> _Your objective_
Please report the number of lines in the entries below that contain "from", with nothing added.

Stored data
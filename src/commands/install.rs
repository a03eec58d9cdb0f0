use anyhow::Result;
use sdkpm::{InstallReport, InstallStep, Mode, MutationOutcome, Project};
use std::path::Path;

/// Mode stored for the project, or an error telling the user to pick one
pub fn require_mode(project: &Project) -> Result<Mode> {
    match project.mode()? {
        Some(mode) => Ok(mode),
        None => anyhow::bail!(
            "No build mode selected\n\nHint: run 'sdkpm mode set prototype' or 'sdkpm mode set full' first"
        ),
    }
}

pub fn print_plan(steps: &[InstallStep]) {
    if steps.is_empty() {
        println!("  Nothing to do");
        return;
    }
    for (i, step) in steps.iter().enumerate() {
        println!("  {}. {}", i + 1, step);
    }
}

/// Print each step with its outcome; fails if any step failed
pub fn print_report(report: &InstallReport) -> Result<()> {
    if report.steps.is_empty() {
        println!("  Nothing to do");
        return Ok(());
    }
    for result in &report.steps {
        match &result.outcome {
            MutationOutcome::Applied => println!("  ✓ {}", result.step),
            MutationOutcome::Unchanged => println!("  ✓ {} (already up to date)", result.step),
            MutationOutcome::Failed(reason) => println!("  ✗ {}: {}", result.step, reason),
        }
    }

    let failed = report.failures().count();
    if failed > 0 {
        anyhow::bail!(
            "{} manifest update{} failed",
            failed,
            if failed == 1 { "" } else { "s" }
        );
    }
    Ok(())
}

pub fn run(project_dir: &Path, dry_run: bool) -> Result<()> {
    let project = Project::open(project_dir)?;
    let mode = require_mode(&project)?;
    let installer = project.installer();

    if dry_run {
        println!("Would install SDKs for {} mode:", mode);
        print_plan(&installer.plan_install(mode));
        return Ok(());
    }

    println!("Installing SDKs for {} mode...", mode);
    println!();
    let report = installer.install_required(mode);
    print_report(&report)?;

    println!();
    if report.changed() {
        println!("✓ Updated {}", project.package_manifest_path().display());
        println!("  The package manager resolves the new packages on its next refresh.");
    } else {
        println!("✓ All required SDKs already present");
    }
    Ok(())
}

...

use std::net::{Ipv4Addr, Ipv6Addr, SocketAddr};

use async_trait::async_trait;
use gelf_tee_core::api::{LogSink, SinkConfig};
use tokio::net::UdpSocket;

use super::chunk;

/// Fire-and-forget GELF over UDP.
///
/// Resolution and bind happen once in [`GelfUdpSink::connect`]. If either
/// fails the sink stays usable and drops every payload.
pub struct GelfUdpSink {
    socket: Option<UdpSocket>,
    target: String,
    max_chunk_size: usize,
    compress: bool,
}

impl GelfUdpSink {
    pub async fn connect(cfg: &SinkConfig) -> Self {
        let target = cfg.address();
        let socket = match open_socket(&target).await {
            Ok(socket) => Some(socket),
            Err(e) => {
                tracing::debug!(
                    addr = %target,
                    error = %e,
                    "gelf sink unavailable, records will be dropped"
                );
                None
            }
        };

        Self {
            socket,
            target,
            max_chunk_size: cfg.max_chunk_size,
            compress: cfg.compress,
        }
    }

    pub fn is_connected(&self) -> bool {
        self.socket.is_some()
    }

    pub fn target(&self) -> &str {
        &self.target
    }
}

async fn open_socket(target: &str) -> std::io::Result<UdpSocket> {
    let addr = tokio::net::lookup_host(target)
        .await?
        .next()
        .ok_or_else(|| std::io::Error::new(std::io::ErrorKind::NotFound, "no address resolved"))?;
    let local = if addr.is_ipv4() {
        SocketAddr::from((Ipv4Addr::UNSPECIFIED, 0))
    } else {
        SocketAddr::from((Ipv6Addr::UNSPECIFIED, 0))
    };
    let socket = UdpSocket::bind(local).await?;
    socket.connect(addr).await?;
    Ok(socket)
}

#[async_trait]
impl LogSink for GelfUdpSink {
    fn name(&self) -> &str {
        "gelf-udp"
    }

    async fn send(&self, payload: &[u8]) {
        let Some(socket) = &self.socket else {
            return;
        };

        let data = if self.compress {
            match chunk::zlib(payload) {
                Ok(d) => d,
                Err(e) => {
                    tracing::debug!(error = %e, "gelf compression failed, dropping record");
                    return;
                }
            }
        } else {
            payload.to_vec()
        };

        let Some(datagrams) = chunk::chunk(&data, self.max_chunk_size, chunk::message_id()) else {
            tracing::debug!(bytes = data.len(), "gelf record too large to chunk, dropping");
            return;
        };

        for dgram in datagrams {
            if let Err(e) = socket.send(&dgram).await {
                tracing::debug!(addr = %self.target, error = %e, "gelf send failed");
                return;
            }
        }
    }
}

> _Solved problem_
2